Police in Kolkata are investigating two major cases of online investment fraud where victims collectively lost close to Rs 50 lakh. The scams, originating from Anandapur and Hastings areas, exploited WhatsApp groups, social media advertisements, and fake trading applications to lure investors with promises of high returns.
The Anandapur Case: A Trap Named "Maverlck"
A resident of Urbana in Anandapur approached the police after suffering a massive financial loss. The victim was added to a WhatsApp group that was promoting a trading application called "Maverlck". The group, which had approximately 400 members, was managed by several administrators. A person identified as Aranabh Thakur conducted sessions on how to identify stocks for profitable trades, and the group frequently displayed screenshots of successful transactions to build credibility.
The victim initially deposited Rs 50,000. After being shown apparent profits on the platform, he was encouraged to transfer an additional Rs 4 lakh. Subsequently, he was moved to a smaller, more exclusive WhatsApp group that provided daily stock tips. The app continued to show growing profits, further gaining his trust.

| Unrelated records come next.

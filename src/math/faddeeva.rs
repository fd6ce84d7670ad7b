//! Faddeeva function `w(z) = exp(−z²) erfc(−iz)` for the upper half plane.
//!
//! Uses Humlicek's four-region rational approximation (W4, 1982). Relative
//! accuracy is about 1e-4 everywhere with `Im z ≥ 0`, which is what the Voigt
//! profile needs. The regions are chosen on `s = |x| + y` with `z = x + iy`:
//!
//! - `s ≥ 15`: one-pole asymptotic form
//! - `5.5 ≤ s < 15`: two-pole form
//! - `y ≥ 0.195|x| − 0.176`: degree-5 rational in `t = y − ix`
//! - otherwise: `exp(t²)` minus a degree-7 rational in `t²`

use nalgebra::Complex;

pub type C64 = Complex<f64>;

/// Evaluate `w(z)` for `Im z ≥ 0`.
///
/// Values below the real axis are not supported; the caller keeps `Im z`
/// non-negative (a Lorentzian width is never negative).
pub fn faddeeva(z: C64) -> C64 {
    let x = z.re;
    let y = z.im;
    let t = C64::new(y, -x);
    let s = x.abs() + y;

    if s >= 15.0 {
        return t * 0.5641896 / (0.5 + t * t);
    }
    if s >= 5.5 {
        let u = t * t;
        return t * (1.410474 + u * 0.5641896) / (0.75 + u * (3.0 + u));
    }
    if y >= 0.195 * x.abs() - 0.176 {
        let num = 16.4955 + t * (20.20933 + t * (11.96482 + t * (3.778987 + t * 0.5642236)));
        let den = 16.4955
            + t * (38.82363 + t * (39.27121 + t * (21.69274 + t * (6.699398 + t))));
        return num / den;
    }
    let u = t * t;
    let num = 36183.31
        - u * (3321.9905
            - u * (1540.787 - u * (219.0313 - u * (35.76683 - u * (1.320522 - u * 0.56419)))));
    let den = 32066.6
        - u * (24322.84
            - u * (9022.228
                - u * (2186.181 - u * (364.2191 - u * (61.57037 - u * (1.841439 - u))))));
    u.exp() - t * num / den
}
//! Reporting utilities: residual statistics and formatted terminal output.

pub mod format;

pub use format::*;

/// Summary of `observed − model` over an axis.
#[derive(Debug, Clone, Copy, PartialEq)]
pub struct ResidualStats {
    pub n: usize,
    pub rms: f64,
    pub max_abs: f64,
}

/// Residual statistics; `None` when the inputs are empty or differ in length.
pub fn residual_stats(observed: &[f64], model: &[f64]) -> Option<ResidualStats> {
    if observed.is_empty() || observed.len() != model.len() {
        return None;
    }
    let (sum_sq, max_abs) = observed
        .iter()
        .zip(model)
        .map(|(o, m)| o - m)
        .fold((0.0, 0.0_f64), |(s, mx), r| (s + r * r, mx.max(r.abs())));
    Some(ResidualStats {
        n: observed.len(),
        rms: (sum_sq / observed.len() as f64).sqrt(),
        max_abs,
    })
}
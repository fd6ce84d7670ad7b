//! Unit tables and unit resolution.
//!
//! - case-insensitive key container (`case_map`)
//! - static unit / axis-type tables and the resolved [`Unit`] value (`tables`)

pub mod case_map;
pub mod tables;

pub use case_map::*;
pub use tables::*;
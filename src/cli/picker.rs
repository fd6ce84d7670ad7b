//! Interactive CSV picker used when an axis command is run without `-f`.
//!
//! Lists the `*.csv` files below the working directory, each with its header
//! row as a column preview, and reads a choice from stdin.

use std::collections::VecDeque;
use std::fs;
use std::io::{self, BufRead, Write};
use std::path::{Path, PathBuf};

use crate::error::AppError;

const SEARCH_DEPTH: usize = 4;
const SKIPPED_DIRS: &[&str] = &[".git", "target", "node_modules"];

/// Prompt on stdin/stdout for an axis CSV.
pub fn prompt_for_csv_path() -> Result<PathBuf, AppError> {
    let files = find_csv_files(Path::new("."), SEARCH_DEPTH);
    if files.is_empty() {
        return Err(AppError::new(
            2,
            "No .csv files found. Provide an axis file with `-f <file.csv>`.",
        ));
    }
    let stdin = io::stdin();
    pick(&files, &mut stdin.lock(), &mut io::stdout())
}

/// Check that `path` is an existing `.csv` file.
pub fn validate_csv_path(path: &Path) -> Result<PathBuf, AppError> {
    if !path.exists() {
        return Err(AppError::new(2, format!("CSV file not found: {}", path.display())));
    }
    if path.is_dir() {
        return Err(AppError::new(
            2,
            format!("Expected a file, got a directory: {}", path.display()),
        ));
    }
    if !is_csv(path) {
        return Err(AppError::new(
            2,
            format!("Expected a .csv file (got: {}). Use -f to pass a CSV path.", path.display()),
        ));
    }
    Ok(path.to_path_buf())
}

#[derive(Debug, PartialEq)]
enum Choice {
    Listed(usize),
    Path(PathBuf),
    OutOfRange(usize),
    Quit,
}

fn parse_choice(input: &str, listed: usize) -> Choice {
    let input = input.trim();
    if input.eq_ignore_ascii_case("q") {
        return Choice::Quit;
    }
    match input.parse::<usize>() {
        Ok(n) if (1..=listed).contains(&n) => Choice::Listed(n - 1),
        Ok(n) => Choice::OutOfRange(n),
        Err(_) => Choice::Path(PathBuf::from(input)),
    }
}

fn pick(files: &[PathBuf], input: &mut impl BufRead, out: &mut impl Write) -> Result<PathBuf, AppError> {
    let io_err = |e: io::Error| AppError::new(2, format!("Terminal I/O failed: {e}"));

    writeln!(out, "Found {} CSV file(s):", files.len()).map_err(io_err)?;
    for (i, path) in files.iter().enumerate() {
        let preview = peek_columns(path).map(|c| format!("  [{c}]")).unwrap_or_default();
        writeln!(out, "{:>3}) {}{preview}", i + 1, display_path(path)).map_err(io_err)?;
    }

    loop {
        write!(out, "Select a file by number (1-{}) or type a path (q to quit): ", files.len())
            .map_err(io_err)?;
        out.flush().map_err(io_err)?;

        let mut line = String::new();
        if input.read_line(&mut line).map_err(io_err)? == 0 {
            return Err(AppError::new(
                2,
                "No input received. Provide an axis file with `-f <file.csv>`.",
            ));
        }

        match parse_choice(&line, files.len()) {
            Choice::Quit => return Err(AppError::new(2, "Canceled.")),
            Choice::Listed(i) => return validate_csv_path(&files[i]),
            Choice::OutOfRange(n) => {
                writeln!(out, "Invalid choice: {n}. Enter a number between 1 and {}.", files.len())
                    .map_err(io_err)?;
            }
            Choice::Path(path) => match validate_csv_path(&path) {
                Ok(path) => return Ok(path),
                Err(err) => writeln!(out, "{err}").map_err(io_err)?,
            },
        }
    }
}

/// Breadth-first search for CSV files, sorted by displayed path.
fn find_csv_files(root: &Path, max_depth: usize) -> Vec<PathBuf> {
    let mut found = Vec::new();
    let mut queue = VecDeque::from([(root.to_path_buf(), 0usize)]);
    while let Some((dir, depth)) = queue.pop_front() {
        let Ok(entries) = fs::read_dir(&dir) else {
            continue;
        };
        for entry in entries.flatten() {
            let path = entry.path();
            match entry.file_type() {
                Ok(ft) if ft.is_dir() => {
                    let skipped = path
                        .file_name()
                        .and_then(|n| n.to_str())
                        .is_some_and(|n| SKIPPED_DIRS.contains(&n));
                    if depth < max_depth && !skipped {
                        queue.push_back((path, depth + 1));
                    }
                }
                Ok(ft) if ft.is_file() && is_csv(&path) => found.push(path),
                _ => {}
            }
        }
    }
    found.sort_by_key(|p| display_path(p));
    found
}

fn is_csv(path: &Path) -> bool {
    path.extension()
        .and_then(|ext| ext.to_str())
        .is_some_and(|ext| ext.eq_ignore_ascii_case("csv"))
}

/// Header row of a CSV file, BOM stripped.
fn peek_columns(path: &Path) -> Option<String> {
    let mut line = String::new();
    io::BufReader::new(fs::File::open(path).ok()?)
        .read_line(&mut line)
        .ok()?;
    let line = line.trim().trim_start_matches('\u{feff}');
    (!line.is_empty()).then(|| line.to_string())
}

fn display_path(path: &Path) -> String {
    path.strip_prefix("./").unwrap_or(path).display().to_string()
}
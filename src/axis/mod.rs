//! Spectroscopic axes and their header descriptors.

pub mod collection;
pub mod header;
pub mod spectroscopic;

pub use collection::{CollectionOptions, SpectroscopicAxes};
pub use header::{HeaderDescriptor, HeaderValue};
pub use spectroscopic::{
    AxisOptions, ConversionReport, ConvertOptions, DEFAULT_TOLERANCE, SpectroscopicAxis,
};
//! Shared axis-loading logic used by every axis command.
//!
//! CSV ingest -> axis construction (metadata from flags and settings) -> log
//! row errors. Commands then focus on their own conversion/presentation.

use std::path::PathBuf;

use log::{debug, warn};

use crate::axis::{AxisOptions, CollectionOptions, SpectroscopicAxes, SpectroscopicAxis};
use crate::cli::{AxisArgs, MemberArg, picker};
use crate::config::Settings;
use crate::error::AppError;
use crate::io::{AxisTable, read_axis_csv};

/// An axis plus the table it was read from.
#[derive(Debug, Clone)]
pub struct LoadedAxis {
    pub path: PathBuf,
    pub table: AxisTable,
    pub axis: SpectroscopicAxis,
}

/// Construction options from CLI flags, falling back to settings.
///
/// Convention precedence: `--convention`, then the convention implied by
/// `--xtype`, then `SPECAX_CONVENTION`.
pub fn axis_options(args: &AxisArgs, settings: &Settings) -> AxisOptions {
    let convention = match (args.convention, &args.xtype) {
        (Some(c), _) => Some(c),
        (None, Some(_)) => None,
        (None, None) => Some(settings.convention),
    };
    AxisOptions {
        frame: args.frame,
        xtype: args.xtype.clone(),
        reference_frequency: args.reffreq,
        reference_frequency_unit: args.reffreq_unit.clone(),
        redshift: None,
        convention,
        strict_xtype: args.strict || settings.strict,
    }
}

pub fn load_axis(
    args: &AxisArgs,
    settings: &Settings,
    intensity_column: Option<&str>,
) -> Result<LoadedAxis, AppError> {
    let path = match &args.input {
        Some(path) => picker::validate_csv_path(path)?,
        None => picker::prompt_for_csv_path()?,
    };
    let table = read_axis_csv(&path, &args.column, intensity_column)?;
    report_row_errors(&path, &table);

    let axis = SpectroscopicAxis::with_options(
        table.values.clone(),
        &args.unit,
        axis_options(args, settings),
    )?;
    debug!("loaded {} samples from {}", axis.len(), path.display());
    Ok(LoadedAxis { path, table, axis })
}

/// Read every member file and concatenate the axes.
pub fn merge_members(
    members: &[MemberArg],
    column: &str,
    strict: bool,
) -> Result<SpectroscopicAxes, AppError> {
    let mut axes = Vec::with_capacity(members.len());
    for member in members {
        let path = picker::validate_csv_path(&member.path)?;
        let table = read_axis_csv(&path, column, None)?;
        report_row_errors(&path, &table);
        axes.push(SpectroscopicAxis::new(table.values, &member.unit)?);
    }
    Ok(SpectroscopicAxes::with_options(
        axes,
        CollectionOptions { strict },
    )?)
}

fn report_row_errors(path: &std::path::Path, table: &AxisTable) {
    if table.row_errors.is_empty() {
        return;
    }
    warn!(
        "{}: skipped {} of {} row(s)",
        path.display(),
        table.row_errors.len(),
        table.rows_read
    );
    for err in &table.row_errors {
        debug!("{}:{}: {}", path.display(), err.line, err.message);
    }
}
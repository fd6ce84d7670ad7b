//! Formatted terminal output.
//!
//! Formatting lives here so the axis and model code stay free of presentation
//! concerns.

use crate::axis::{ConversionReport, HeaderDescriptor, SpectroscopicAxis};
use crate::domain::QuantityType;
use crate::models::ModelDescriptor;
use crate::report::ResidualStats;
use crate::units::unit_names;

/// Known units grouped by quantity type.
pub fn format_unit_table() -> String {
    let mut out = String::new();
    for quantity in [
        QuantityType::Frequency,
        QuantityType::Velocity,
        QuantityType::Length,
        QuantityType::Redshift,
    ] {
        out.push_str(&format!("{quantity:<10} {}\n", unit_names(quantity).join(", ")));
    }
    out
}

/// One-block description of an axis.
pub fn format_axis_summary(axis: &SpectroscopicAxis, tolerance: f64) -> String {
    let mut out = String::new();
    out.push_str(&format!("Samples: {}\n", axis.len()));
    out.push_str(&format!("Unit: {} ({})\n", axis.unit(), axis.xtype()));
    out.push_str(&format!("Frame: {}\n", axis.frame()));
    out.push_str(&format!("Convention: {}\n", axis.velocity_convention()));
    match axis.reference_frequency() {
        Some(r) => out.push_str(&format!("Reference frequency: {r}\n")),
        None => out.push_str("Reference frequency: -\n"),
    }
    if let Ok((lo, hi)) = axis.extent(None) {
        out.push_str(&format!("Range: {lo:.9} .. {hi:.9} {}\n", axis.unit()));
    }
    match axis.channel_spacing(tolerance) {
        Some(d) => out.push_str(&format!("Channel width: {d:.9} {}\n", axis.unit())),
        None => out.push_str("Channel width: non-uniform\n"),
    }
    out
}

pub fn format_conversion(from: &str, to: &str, report: &ConversionReport) -> String {
    let mut out = String::new();
    if report.is_noop() {
        out.push_str(&format!("Axis already in {to}; values unchanged.\n"));
        return out;
    }
    if report.unit_changed {
        let kind = if report.quantity_changed { "Doppler/wavelength" } else { "rescale" };
        out.push_str(&format!("Converted {from} -> {to} ({kind}).\n"));
    }
    if report.frame_change_skipped {
        out.push_str("Note: frame transformation is not supported; frame left unchanged.\n");
    }
    out
}

/// FITS-style header cards, one per line.
pub fn format_header_cards(header: &HeaderDescriptor, linear: bool) -> String {
    let mut out = String::new();
    for (key, value) in header.entries() {
        out.push_str(&format!("{key:<8}= {value}\n"));
    }
    if !linear {
        out.push_str("(axis is not uniformly sampled: CDELT1/CRVAL1/CRPIX1 undefined)\n");
    }
    out
}

pub fn format_profile_summary(
    descriptor: &ModelDescriptor,
    params: &[f64],
    residuals: Option<&ResidualStats>,
    amplitudes: Option<&[f64]>,
) -> String {
    let mut out = String::new();
    let npars = descriptor.npars().max(1);
    out.push_str(&format!(
        "Model: {} ({} component(s))\n",
        descriptor.kind.display_name(),
        params.len() / npars
    ));
    for (i, block) in params.chunks(npars).enumerate() {
        let fields: Vec<String> = descriptor
            .parameters
            .iter()
            .zip(block)
            .map(|(spec, v)| format!("{}={v}", spec.name))
            .collect();
        out.push_str(&format!("  [{}] {}\n", i + 1, fields.join(" ")));
    }
    if let Some(stats) = residuals {
        out.push_str(&format!(
            "Noise residual: rms={:.6} max|r|={:.6} (n={})\n",
            stats.rms, stats.max_abs, stats.n
        ));
    }
    if let Some(amps) = amplitudes {
        let list: Vec<String> = amps.iter().map(|a| format!("{a:.6}")).collect();
        out.push_str(&format!("Recovered amplitudes: {}\n", list.join(", ")));
    }
    out
}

The fraudsters then persuaded him to apply for an IPO, assuring him that 10% of the amount would be allotted and the rest would reflect as credit in his app account. Acting on this, the victim made three large payments: Rs 11 lakh on December 12, Rs 12.3 lakh on December 14, and Rs 10.1 lakh on December 15 last year. When he finally attempted to withdraw his funds, his request was rejected. The total loss in this case amounts to a staggering Rs 37.3 lakh.
The Hastings Scam: Facebook Ad Leads to Ruin
In a separate incident from Hastings, a 40-year-old man living in Turf View fell prey to a scam that began on Facebook. On October 28, he clicked on an advertisement which redirected him to a WhatsApp group named "Value Discovery M-53". A group member, who called herself Klara Sterdle, promised him daily returns of 10% and even helped him create a demat account to appear legitimate.
Convinced by the promises, the victim started investing money. By November 25, he had transferred a total of Rs 13,35,700 to various accounts provided by the fraudsters. His ordeal reached a climax when he tried to withdraw his money. Instead of processing his withdrawal, the operators demanded a hefty commission of Rs 7,28,975. Realizing he was being scammed, he immediately alerted the cyber crime police.
Investigation and Public Warning
The Kolkata Police's cyber cell is actively probing both complaints. These cases highlight a dangerous trend of sophisticated online investment fraud operating through popular platforms like WhatsApp and Facebook. The modus operandi typically involves:
- Luring victims through social media ads or unsolicited WhatsApp group invites.
- Using fake trading apps and demo accounts to show fraudulent profits.
- Employing a network of fake administrators and "successful" group members to build trust.
- Pressuring victims to invest larger sums for "exclusive" opportunities like IPOs.
- Finally, blocking withdrawals or demanding exorbitant fees to release the trapped funds.
Authorities urge the public to exercise extreme caution. Citizens should be wary of unsolicited investment offers, especially those guaranteeing high or fixed returns with little risk. Verifying the authenticity of trading platforms and brokers through official regulatory bodies like SEBI is crucial before transferring any money.